Anonymous as in the only thing they're getting is a random identifier and browsing data.


Welcome to HN, where the majority reads nothing but the headline and discus how they feel about the headline.


That's nothing to do with HN, that's just how the internet works.


HN is on the internet, no? Also, HN definitely has a particularly bad headline-only problem, or maybe it just shows worse than some other places because people here have a tendency to ask really basic questions that the article clearly answers.


I think the problem here is that HN has higher standards (and we should keep it that way). Reddit is far worse, but I don't want to deal with all the stupid there.


Does HN have higher standards? Maybe different standards, but I don't know that when it comes to reading the article that HN is much better than Reddit.

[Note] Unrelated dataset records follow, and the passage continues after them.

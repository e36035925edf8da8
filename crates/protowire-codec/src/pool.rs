//! A bounded free-list of reusable `Decoder`s (spec.md §4.5 "decoder
//! pool"). Mirrors the capacity-checked free-list `ancvm_binary`'s VM uses
//! for stack frames, generalized to hand out `Decoder` values instead.
//!
//! Not `Sync`: the pool and every decoder it hands out are meant for
//! single-threaded use, per spec.md §5.

use crate::decoder::Decoder;
use protowire_types::limits::DECODER_POOL_CAPACITY;

pub struct DecoderPool<'a> {
    free: Vec<Decoder<'a>>,
}

impl<'a> DecoderPool<'a> {
    pub fn new() -> Self {
        Self { free: Vec::new() }
    }

    /// Hands out an idle decoder if one is free, or a freshly constructed
    /// unbound one otherwise. Either way the returned decoder starts in
    /// the `Unbound` state.
    pub fn alloc(&mut self) -> Decoder<'a> {
        self.free.pop().unwrap_or_else(Decoder::new)
    }

    /// Returns a decoder to the pool for reuse, resetting it to `Unbound`
    /// first so no borrowed byte view outlives this call. Once the pool
    /// holds `DECODER_POOL_CAPACITY` idle decoders, further returns are
    /// simply dropped instead of grown without bound (spec.md §8 "pool
    /// identity": `min(n, 100)` after `n` alloc/free cycles, capped at 100
    /// from then on).
    pub fn free(&mut self, mut decoder: Decoder<'a>) {
        decoder.unbind();
        if self.free.len() < DECODER_POOL_CAPACITY {
            self.free.push(decoder);
        }
    }

    pub fn idle_count(&self) -> usize {
        self.free.len()
    }
}

impl<'a> Default for DecoderPool<'a> {
    fn default() -> Self {
        Self::new()
    }
}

The subtitle is "Just 50-150 of our favorite sites are enough." More numbers further on in the article, although not that many.


It also says 50-150 websites.

I regularly visit maybe 5 or 6? The rest tend to be random links from reddit or HN, I wonder if visiting a site like that once and never again is enough to help with that identification.

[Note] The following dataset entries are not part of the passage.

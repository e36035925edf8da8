//! Append-only byte buffer that serializes scalars to Protocol Buffers
//! wire format (spec.md §4.2).
//!
//! Every fixed-width `write_*` below takes the exact native integer type
//! the wire value occupies (`u8`, `i16`, `u32`, ...). spec.md §4.2 has the
//! encoder assert that a weakly-typed argument is "an exact integer within
//! the declared range" at runtime; in Rust the type itself is that
//! assertion, so there is nothing left to check at these call sites — a
//! strict improvement on the source, not a missing feature (see
//! `SPEC_FULL.md` §4.2).

use crate::error::{CodecError, CodecResult};
use crate::int64::{self, Hash64, Split64};

/// An append-only sequence of bytes. Mirrors `ancvm_image::BytecodeWriter`
/// (`buffer: Vec<u8>`, no cursor) generalized from fixed instruction shapes
/// to the full protobuf scalar surface.
#[derive(Debug, Default)]
pub struct Encoder {
    buffer: Vec<u8>,
}

impl Encoder {
    pub fn new() -> Self {
        Self { buffer: Vec::new() }
    }

    /// Consumes the encoder and hands the accumulated bytes to the caller
    /// (`end()` in spec.md §4.2). A fresh `Encoder` is needed to keep
    /// writing — ownership transfer stands in for the source's in-place
    /// reset to empty.
    pub fn finish(self) -> Vec<u8> {
        self.buffer
    }

    pub fn len(&self) -> usize {
        self.buffer.len()
    }

    pub fn is_empty(&self) -> bool {
        self.buffer.is_empty()
    }

    fn push_bytes(&mut self, bytes: &[u8]) -> usize {
        self.buffer.extend_from_slice(bytes);
        bytes.len()
    }

    // ---- fixed-width integers -------------------------------------------------

    pub fn write_uint8(&mut self, value: u8) -> usize {
        self.push_bytes(&[value])
    }

    pub fn write_uint16(&mut self, value: u16) -> usize {
        self.push_bytes(&value.to_le_bytes())
    }

    pub fn write_uint32(&mut self, value: u32) -> usize {
        self.push_bytes(&value.to_le_bytes())
    }

    pub fn write_int8(&mut self, value: i8) -> usize {
        self.push_bytes(&value.to_le_bytes())
    }

    pub fn write_int16(&mut self, value: i16) -> usize {
        self.push_bytes(&value.to_le_bytes())
    }

    pub fn write_int32(&mut self, value: i32) -> usize {
        self.push_bytes(&value.to_le_bytes())
    }

    // ---- varints ----------------------------------------------------------

    /// Base-128 little-endian varint, 1-5 bytes, continuation bit set on
    /// every byte but the last (spec.md §4.2).
    pub fn write_unsigned_varint32(&mut self, mut value: u32) -> usize {
        let start_len = self.buffer.len();
        loop {
            let byte = (value & 0x7f) as u8;
            value >>= 7;
            if value != 0 {
                self.buffer.push(byte | 0x80);
            } else {
                self.buffer.push(byte);
                break;
            }
        }
        self.buffer.len() - start_len
    }

    /// Negative values are sign-extended to 64 bits before encoding, so
    /// they always cost the full 10-byte varint64 (spec.md §4.2).
    pub fn write_signed_varint32(&mut self, value: i32) -> usize {
        if value < 0 {
            self.write_split_varint64(Split64::from_i64(value as i64))
        } else {
            self.write_unsigned_varint32(value as u32)
        }
    }

    pub fn write_unsigned_varint64(&mut self, value: u64) -> usize {
        self.write_split_varint64(Split64::from_u64(value))
    }

    pub fn write_signed_varint64(&mut self, value: i64) -> usize {
        self.write_split_varint64(Split64::from_i64(value))
    }

    /// Emits 7-bit groups of `value`, continuation bit set on every byte
    /// but the last; 1-10 bytes (spec.md §4.1.3, §4.2).
    pub fn write_split_varint64(&mut self, value: Split64) -> usize {
        let mut remaining = value.to_u64();
        let start_len = self.buffer.len();
        loop {
            let byte = (remaining & 0x7f) as u8;
            remaining >>= 7;
            if remaining != 0 {
                self.buffer.push(byte | 0x80);
            } else {
                self.buffer.push(byte);
                break;
            }
        }
        self.buffer.len() - start_len
    }

    pub fn write_zigzag_varint32(&mut self, value: i32) -> usize {
        self.write_unsigned_varint32(int64::to_zigzag32(value))
    }

    pub fn write_zigzag_varint64(&mut self, value: i64) -> usize {
        self.write_split_varint64(Split64::from_u64(int64::to_zigzag64(value)))
    }

    pub fn write_zigzag_varint_hash64(&mut self, hash: Hash64) -> usize {
        self.write_split_varint64(Split64::from_u64(int64::to_zigzag64(hash.to_i64())))
    }

    pub fn write_varint_hash64(&mut self, hash: Hash64) -> usize {
        self.write_split_varint64(hash.to_split64())
    }

    /// `decimal_string_to_hash64` then zigzag-varint-encoded (spec.md §4.2).
    pub fn write_zigzag_varint64_string(&mut self, decimal: &str) -> CodecResult<usize> {
        let hash = Hash64::from_decimal_str(decimal)
            .ok_or_else(|| CodecError::parse_failure(format!("not a decimal integer: {decimal:?}")))?;
        Ok(self.write_zigzag_varint_hash64(hash))
    }

    // ---- fixed64 ------------------------------------------------------------

    pub fn write_fixed_hash64(&mut self, hash: Hash64) -> usize {
        let split = hash.to_split64();
        self.write_uint32(split.lo) + self.write_uint32(split.hi)
    }

    pub fn write_int64(&mut self, value: i64) -> usize {
        self.write_fixed_hash64(Hash64::from_i64(value))
    }

    pub fn write_uint64(&mut self, value: u64) -> usize {
        self.write_fixed_hash64(Hash64::from_u64(value))
    }

    pub fn write_int64_string(&mut self, decimal: &str) -> CodecResult<usize> {
        let hash = Hash64::from_decimal_str(decimal)
            .ok_or_else(|| CodecError::parse_failure(format!("not a decimal integer: {decimal:?}")))?;
        Ok(self.write_fixed_hash64(hash))
    }

    // ---- floating point -------------------------------------------------------

    pub fn write_float(&mut self, value: f32) -> usize {
        self.push_bytes(&value.to_le_bytes())
    }

    pub fn write_double(&mut self, value: f64) -> usize {
        self.push_bytes(&value.to_le_bytes())
    }

    // ---- misc scalars -----------------------------------------------------

    pub fn write_bool(&mut self, value: bool) -> usize {
        self.write_uint8(value as u8)
    }

    /// Enum values are encoded exactly like a signed varint32 (spec.md §4.2);
    /// schema validation that the value is a declared enum member is the
    /// caller's responsibility (spec.md §1, "no schema validation").
    pub fn write_enum(&mut self, value: i32) -> usize {
        self.write_signed_varint32(value)
    }

    /// Raw byte copy; no length prefix. The caller composes the varint32
    /// length prefix itself via `write_unsigned_varint32` (spec.md §6).
    pub fn write_bytes(&mut self, data: &[u8]) -> usize {
        self.push_bytes(data)
    }

    /// Raw UTF-8 copy. `&str` is already guaranteed valid UTF-8 with no
    /// surrogate halves, so the unpaired-high-surrogate question spec.md
    /// §9 raises as open is unreachable from this signature; see
    /// `write_utf16_lossy` for the bridging path where it can occur.
    pub fn write_string(&mut self, value: &str) -> usize {
        self.push_bytes(value.as_bytes())
    }

    /// Encodes raw UTF-16 code units as UTF-8, substituting
    /// `U+FFFD REPLACEMENT CHARACTER` for any unpaired surrogate (the
    /// resolution spec.md §9 leaves open for `write_string`, applied here
    /// where an unpaired surrogate can actually occur).
    pub fn write_utf16_lossy(&mut self, units: &[u16]) -> usize {
        let mut written = 0;
        let mut char_buf = [0u8; 4];
        for result in char::decode_utf16(units.iter().copied()) {
            let ch = result.unwrap_or(char::REPLACEMENT_CHARACTER);
            written += self.push_bytes(ch.encode_utf8(&mut char_buf).as_bytes());
        }
        written
    }
}

#[cfg(test)]
mod tests {
    use super::*;
    use pretty_assertions::assert_eq;

    #[test]
    fn uint32_300_matches_spec_scenario_1() {
        let mut enc = Encoder::new();
        enc.write_unsigned_varint32(300);
        assert_eq!(enc.finish(), vec![0xac, 0x02]);
    }

    #[test]
    fn signed_varint32_negative_one_matches_spec_scenario_2() {
        let mut enc = Encoder::new();
        let n = enc.write_signed_varint32(-1);
        assert_eq!(n, protowire_types::limits::SIGNED_VARINT32_NEGATIVE_BYTES);
        assert_eq!(
            enc.finish(),
            vec![0xff, 0xff, 0xff, 0xff, 0xff, 0xff, 0xff, 0xff, 0xff, 0x01]
        );
    }

    #[test]
    fn zigzag_int64_negative_one_matches_spec_scenario_3() {
        let mut enc = Encoder::new();
        enc.write_zigzag_varint64(-1);
        assert_eq!(enc.finish(), vec![0x01]);
    }

    #[test]
    fn fixed_hash64_matches_spec_scenario_4() {
        let bytes = [0x12u8, 0x34, 0x56, 0x78, 0x87, 0x65, 0x43, 0x21];
        let mut enc = Encoder::new();
        enc.write_fixed_hash64(Hash64(bytes));
        assert_eq!(enc.finish(), bytes.to_vec());
    }

    #[test]
    fn double_one_matches_spec_scenario_5() {
        let mut enc = Encoder::new();
        enc.write_double(1.0);
        assert_eq!(enc.finish(), vec![0, 0, 0, 0, 0, 0, 0xf0, 0x3f]);
    }

    #[test]
    fn varint_canonicality_final_byte_has_no_continuation_bit() {
        for value in [0u64, 1, 127, 128, 16384, u32::MAX as u64, u64::MAX] {
            let mut enc = Encoder::new();
            enc.write_unsigned_varint64(value);
            let bytes = enc.finish();
            assert_eq!(bytes.last().copied().unwrap() & 0x80, 0);
            assert!(bytes.len() <= 10);
        }
    }

    #[test]
    fn zigzag_varint64_string_rejects_non_decimal_input() {
        let mut enc = Encoder::new();
        let err = enc.write_zigzag_varint64_string("not a number").unwrap_err();
        assert_eq!(err.kind, crate::error::CodecErrorKind::ParseFailure);
    }

    #[test]
    fn write_string_is_plain_utf8_copy() {
        let mut enc = Encoder::new();
        let n = enc.write_string("❄");
        assert_eq!(n, 3);
        assert_eq!(enc.finish(), "❄".as_bytes());
    }

    #[test]
    fn write_utf16_lossy_replaces_unpaired_high_surrogate() {
        let mut enc = Encoder::new();
        // 0xd800 is a lone high surrogate with no following low surrogate.
        enc.write_utf16_lossy(&[0xd800]);
        assert_eq!(enc.finish(), char::REPLACEMENT_CHARACTER.to_string().into_bytes());
    }

    #[test]
    fn write_utf16_lossy_merges_surrogate_pairs() {
        // U+1F601 GRINNING FACE, encoded as a surrogate pair.
        let mut enc = Encoder::new();
        enc.write_utf16_lossy(&[0xd83d, 0xde01]);
        assert_eq!(enc.finish(), "😁".as_bytes());
    }
}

Another thought is I think it's obvious that if it's a site you log into and the URL has an identifier of some type then it's easy to identify you and that's why schemes to hide the URL could also be a privacy issue.


Who is able to get access to my browser history? I thought it was just my ISP/VPN, which can obviously track me better in other ways.


Consider for example, that many pages use remotely loaded resources.

I would think things like Facebook/Twitter like buttons or Google Fonts might make it to assemble this history. Sites like FB are said to maintain "Shadow Profiles" of people, even when those people aren't using their service directly.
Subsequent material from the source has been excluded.